Kingsley Idehen Sat, 22 Nov 2008 16:58:56 +0000

Marvin Lugair wrote:

Hello,


I would like to report back on my loading of dbpedia 3.2 into Open-Source 
Virtuoso 5.0.9.
The good news is that I was successful and have a local DBPedia to play with 
now. Thanks to everyone for their input and suggestions on configuration 
parameters!

Marv

----------------

Running Ubuntu 8.1 (intrepid)
Kernel 2.6.27-7
8GB DDR2 RAM
AMD Athlon 2.5ghz Dual core

It took around 22 hours to import the core (21 files) and make a .db database 
file out of them.
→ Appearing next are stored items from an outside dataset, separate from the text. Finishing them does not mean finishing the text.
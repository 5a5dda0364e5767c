//! Property tests for the genetic operators.

use proptest::prelude::*;
use std::sync::Arc;
use tsp_ga::ga::operators::{breed_population, order_crossover, swap_mutation};
use tsp_ga::ga::selection::{rank_population, roulette_selection};
use tsp_ga::{City, FitnessEvaluator, Population, Tour};
use u_numflow::random::{create_rng, shuffled_indices};

fn cities_strategy() -> impl Strategy<Value = Vec<City>> {
    prop::collection::vec((-1000.0f64..1000.0, -1000.0f64..1000.0), 2..30).prop_map(|coords| {
        coords
            .into_iter()
            .enumerate()
            .map(|(i, (x, y))| City::new(x, y, i.to_string()))
            .collect()
    })
}

proptest! {
    #[test]
    fn crossover_yields_permutation(n in 1usize..40, seed in any::<u64>()) {
        let mut rng = create_rng(seed);
        let father = Tour::new(shuffled_indices(n, &mut rng));
        let mother = Tour::new(shuffled_indices(n, &mut rng));
        let child = order_crossover(&father, &mother, &mut rng);
        prop_assert!(child.is_permutation_of(n));
    }

    #[test]
    fn crossover_with_itself_keeps_city_set(n in 1usize..40, seed in any::<u64>()) {
        let mut rng = create_rng(seed);
        let parent = Tour::new(shuffled_indices(n, &mut rng));
        let child = order_crossover(&parent, &parent, &mut rng);
        prop_assert_eq!(child.len(), parent.len());
        prop_assert!(child.is_permutation_of(n));
    }

    #[test]
    fn mutation_yields_permutation(n in 1usize..40, rate in 0.0f64..=1.0, seed in any::<u64>()) {
        let mut rng = create_rng(seed);
        let tour = Tour::new(shuffled_indices(n, &mut rng));
        prop_assert!(swap_mutation(&tour, rate, &mut rng).is_permutation_of(n));
    }

    #[test]
    fn zero_rate_mutation_is_identity(n in 1usize..40, seed in any::<u64>()) {
        let mut rng = create_rng(seed);
        let tour = Tour::new(shuffled_indices(n, &mut rng));
        prop_assert_eq!(swap_mutation(&tour, 0.0, &mut rng), tour);
    }

    #[test]
    fn fitness_is_reciprocal_of_distance(cities in cities_strategy(), seed in any::<u64>()) {
        let n = cities.len();
        let evaluator = FitnessEvaluator::new(Arc::from(cities));
        let tour = Tour::new(shuffled_indices(n, &mut create_rng(seed)));
        let distance = evaluator.tour_distance(&tour).unwrap();
        prop_assume!(distance > 0.0);
        prop_assert_eq!(evaluator.tour_fitness(&tour).unwrap(), 1.0 / distance);
    }

    #[test]
    fn ranking_is_non_increasing(cities in cities_strategy(), size in 1usize..25, seed in any::<u64>()) {
        let n = cities.len();
        let evaluator = FitnessEvaluator::new(Arc::from(cities));
        let mut rng = create_rng(seed);
        let population: Population = (0..size)
            .map(|_| Tour::new(shuffled_indices(n, &mut rng)))
            .collect::<Vec<_>>()
            .into();
        prop_assume!(population.iter().all(|t| evaluator.tour_distance(t).unwrap() > 0.0));

        let ranked = rank_population(&population, &evaluator).unwrap();
        prop_assert_eq!(ranked.len(), size);
        for pair in ranked.windows(2) {
            prop_assert!(pair[0].fitness >= pair[1].fitness);
        }
        let max = population
            .iter()
            .map(|t| evaluator.tour_fitness(t).unwrap())
            .fold(f64::NEG_INFINITY, f64::max);
        prop_assert_eq!(ranked[0].fitness, max);
    }

    #[test]
    fn selection_and_breeding_keep_size_and_elites(
        n in 2usize..20,
        size in 1usize..25,
        elite_frac in 0.0f64..=1.0,
        seed in any::<u64>(),
    ) {
        let cities: Vec<City> = (0..n).map(|i| City::new(i as f64, (i * i) as f64, i.to_string())).collect();
        let evaluator = FitnessEvaluator::new(Arc::from(cities));
        let mut rng = create_rng(seed);
        let population: Population = (0..size)
            .map(|_| Tour::new(shuffled_indices(n, &mut rng)))
            .collect::<Vec<_>>()
            .into();
        let elite = ((size as f64) * elite_frac) as usize;

        let ranked = rank_population(&population, &evaluator).unwrap();
        let pool = roulette_selection(&population, &ranked, elite, &mut rng);
        prop_assert_eq!(pool.len(), size);
        for (slot, entry) in ranked.iter().take(elite).enumerate() {
            prop_assert_eq!(&pool[slot], &population.tours()[entry.index]);
        }

        let children = breed_population(&pool, elite, &mut rng);
        prop_assert_eq!(children.len(), size);
        prop_assert_eq!(&children[..elite], &pool[..elite]);
        prop_assert!(children.iter().all(|c| c.is_permutation_of(n)));
    }
}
The imported resulted in one dbpedia.db file that is about 
20-something GB in size.
It typically takes a little an hour to start that database (load the .db file 
in memory) and start the virtuoso process.
As a reference:
Time to load infobox_en.nt = 52 minutes


Some of the parameters in my dbpedia.ini

MaxCheckpointRemap              = 1000000
MaxMemPoolSize                  = 0
StopCompilerWhenXOverRunTime    = 1
DefaultIsolation                = 2
NumberOfBuffers                 = 550000
MaxDirtyBuffers                 = 320000


Files that had errors
---------------
Three files did not load because of malformed URIs (about 500 of them across 
the three files, 400-something lines were in the externallinks file). I tried 
to reload these files with the ttlp_mt bit mask that ignores errors but it did 
not work.
I deleted the corresponding triples and reloaded. Bascially you lose those 
triples. Someone needs to fix these in the DBPedia files.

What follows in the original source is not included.